Lawmakers: U.S. should be doing more to block Cuban offshore drilling

A bipartisan coalition of lawmakers today blasted the Obama administration for not doing more to block offshore drilling off the island nation’s coast.

“We are extremely concerned over what seems to be a lack of a coordinated effort by the administration to prevent a state sponsor of terrorism . . . from engaging in risky deep-sea oil drilling projects that will harm U.S. interests as well as extend another economic lifeline to the Cuban regime,” the lawmakers, which are all of Cuban descent, said in a letter to President Barack Obama.

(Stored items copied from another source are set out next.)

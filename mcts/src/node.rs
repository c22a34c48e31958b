use super::edge::MCTSEdge;
use super::node_details::PUCT;

/// An expanded state. Edges are kept in legal-action order, which is also the tie-break order.
#[derive(Debug)]
pub struct MCTSNode<A> {
    edges: Vec<MCTSEdge<A>>,
}

impl<A> MCTSNode<A> {
    pub fn new(edges: Vec<MCTSEdge<A>>) -> Self {
        Self { edges }
    }

    /// Visits of the node. The expansion itself counts as the first visit.
    pub fn visits(&self) -> usize {
        self.edges.iter().map(|e| e.visits()).sum::<usize>() + 1
    }

    pub fn edges(&self) -> &[MCTSEdge<A>] {
        &self.edges
    }

    pub fn edge(&self, index: usize) -> &MCTSEdge<A> {
        &self.edges[index]
    }

    pub fn edge_mut(&mut self, index: usize) -> &mut MCTSEdge<A> {
        &mut self.edges[index]
    }

    /// Index of the edge with the highest PUCT score. The first edge wins ties.
    pub fn select_path(&self, cpuct: f32) -> Option<usize> {
        let mut best_child_index = None;
        let mut best_puct = f32::MIN;

        for (i, puct) in self.get_PUCT_for_edges(cpuct).iter().enumerate() {
            if best_child_index.is_none() || puct.PUCT > best_puct {
                best_puct = puct.PUCT;
                best_child_index = Some(i);
            }
        }

        best_child_index
    }

    #[allow(non_snake_case)]
    pub fn get_PUCT_for_edges(&self, cpuct: f32) -> Vec<PUCT> {
        let Nsb = self.visits();
        let root_Nsb = (Nsb as f32).sqrt();

        self.edges
            .iter()
            .map(|edge| {
                let Nsa = edge.visits();
                let Psa = edge.policy_score();
                let Qsa = edge.avg_value();
                let Usa = cpuct * Psa * root_Nsb / (1 + Nsa) as f32;

                PUCT {
                    Nsa,
                    Qsa,
                    Psa,
                    Usa,
                    cpuct,
                    PUCT: Qsa + Usa,
                }
            })
            .collect()
    }
}

impl<A: Eq> MCTSNode<A> {
    pub fn get_child_of_action(&self, action: &A) -> Option<&MCTSEdge<A>> {
        self.edges.iter().find(|e| e.action() == action)
    }
}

The letter signers, Reps. David Rivera, R-Fla., Mario Diaz-Balart, R-Fla., Ileana Ros-Lehtinen, R-Fla., and Albio Sires, D-N.J., insist that the Obama administration should have done more to stop planned drilling in Cuban waters, instead of coordinating with the first of several companies set to launch the work.

At issue are the plans by Repsol, a privately owned Spanish company, to drill an exploratory well in Cuban waters just 50 miles from the Florida coast as early as December.

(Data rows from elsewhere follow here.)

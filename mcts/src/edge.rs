use common::mean_or_zero;

/// Statistics of a (state, action) pair.
#[derive(Clone, Debug)]
pub struct MCTSEdge<A> {
    action: A,
    visits: usize,
    value_total: f32,
    policy_score: f32,
}

impl<A> MCTSEdge<A> {
    pub fn new(action: A, policy_score: f32) -> Self {
        Self {
            action,
            visits: 0,
            value_total: 0.0,
            policy_score,
        }
    }

    pub fn action(&self) -> &A {
        &self.action
    }

    pub fn visits(&self) -> usize {
        self.visits
    }

    /// Accumulated value, from the perspective of the player choosing the action.
    pub fn value_total(&self) -> f32 {
        self.value_total
    }

    pub fn policy_score(&self) -> f32 {
        self.policy_score
    }

    /// Mean value of the edge, 0 while unvisited.
    pub fn avg_value(&self) -> f32 {
        mean_or_zero(self.value_total, self.visits)
    }

    pub fn record_visit(&mut self, value: f32) {
        self.visits += 1;
        self.value_total += value;
    }
}

#[cfg(test)]
mod tests {
    use super::*;
    use assert_approx_eq::assert_approx_eq;

    #[test]
    fn test_new_edge_is_unvisited() {
        let edge = MCTSEdge::new('a', 0.25);

        assert_eq!(edge.visits(), 0);
        assert_eq!(edge.value_total(), 0.0);
        assert_eq!(edge.avg_value(), 0.0);
        assert_eq!(edge.policy_score(), 0.25);
    }

    #[test]
    fn test_record_visit_accumulates() {
        let mut edge = MCTSEdge::new('a', 0.25);
        edge.record_visit(1.0);
        edge.record_visit(-0.5);

        assert_eq!(edge.visits(), 2);
        assert_approx_eq!(edge.value_total(), 0.5);
        assert_approx_eq!(edge.avg_value(), 0.25);
    }
}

The U.S. has no say in the company’s drilling — or in the Cuban regulations that will govern the work. And America’s power to influence the work is even more limited because of the 19-year-old U.S. trade embargo against Cuba, which generally bars commerce with the nation and caps the amount of American-made components in offshore drilling vessels and other equipment at 10 percent.

Nevertheless, the Interior Department has used its leverage with Repsol, which has leases to drill in American Gulf waters, to extract a commitment that the company will follow all U.S. standards for its Cuban drilling. Repsol also has agreed to allow Coast Guard and Interior Department inspectors to evaluate the Scarabeo 9 drilling rig that it is using for the work, before that vessel crosses into Cuban waters.

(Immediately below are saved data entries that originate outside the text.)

use std::fmt::{self, Debug, Display, Formatter};

/// Snapshot of an expanded state for diagnostics.
pub struct NodeDetails<A> {
    pub visits: usize,
    pub children: Vec<(A, PUCT)>,
}

impl<A: Display> Display for NodeDetails<A> {
    fn fmt(&self, f: &mut Formatter) -> fmt::Result {
        let actions = format!(
            "[{}]",
            self.children
                .iter()
                .fold(String::new(), |acc, (a, puct)| acc
                    + &format!("\n\t(A: {}, {}),", a, puct))
        );

        write!(
            f,
            "V: {visits}, Actions: {actions}",
            visits = self.visits,
            actions = actions
        )
    }
}

impl<A: Display> Debug for NodeDetails<A> {
    fn fmt(&self, f: &mut Formatter) -> fmt::Result {
        Display::fmt(self, f)
    }
}

#[derive(Clone, PartialEq)]
#[allow(non_snake_case)]
pub struct PUCT {
    pub Nsa: usize,
    pub Qsa: f32,
    pub Psa: f32,
    pub Usa: f32,
    pub cpuct: f32,
    pub PUCT: f32,
}

impl Display for PUCT {
    fn fmt(&self, f: &mut Formatter) -> fmt::Result {
        write!(
            f,
            "Nsa: {Nsa}, Qsa: {Qsa:.3}, Psa: {Psa:.3}, Usa: {Usa:.2}, cpuct: {cpuct:.2}, PUCT: {PUCT:.3}",
            Nsa = self.Nsa,
            Qsa = self.Qsa,
            Psa = self.Psa,
            Usa = self.Usa,
            cpuct = self.cpuct,
            PUCT = self.PUCT,
        )
    }
}

impl Debug for PUCT {
    fn fmt(&self, f: &mut Formatter<'_>) -> fmt::Result {
        write!(f, "{}", self)
    }
}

The Interior Department’s cooperation with Repsol may be illegal, the lawmakers charged:

“The support that the Department of Interior is providing to Repsol appears to be in contravention of the Trading with the Enemy Act, as such assistance will result in a financial windfall to the Cuban regime.”

And the lawmakers complained that Saipem’s Scarabeo 9 rig was likely designed “specifically to avoid U.S economic sanctions against Cuba,” with just under 10 percent of the software and equipment on the vessel coming from America. But that could still mean U.S. technology would “fall in the hands of a regime that supports terrorism,” the lawmakers said.

Obama administration officials have insisted that they are being pragmatic in working with Repsol to boost the safety of its drilling, since collaboration with Cuban authorities is off limits.

Michael Bromwich, the head of the Interior Department’s Bureau of Safety and Environmental Enforcement, said the assumption is that Repsol’s drilling is “a given,” so working with the company made more sense than stepping aside.

“The administration has made a decision that that’s not a responsible course of action,” Bromwich told reporters during a House hearing on the subject today. It “could lead to lots of undesirable developments if we tried to stop activities in waters that don’t belong to us, so we have rejected that alternative and instead have tried to do what we can to protect American interests.”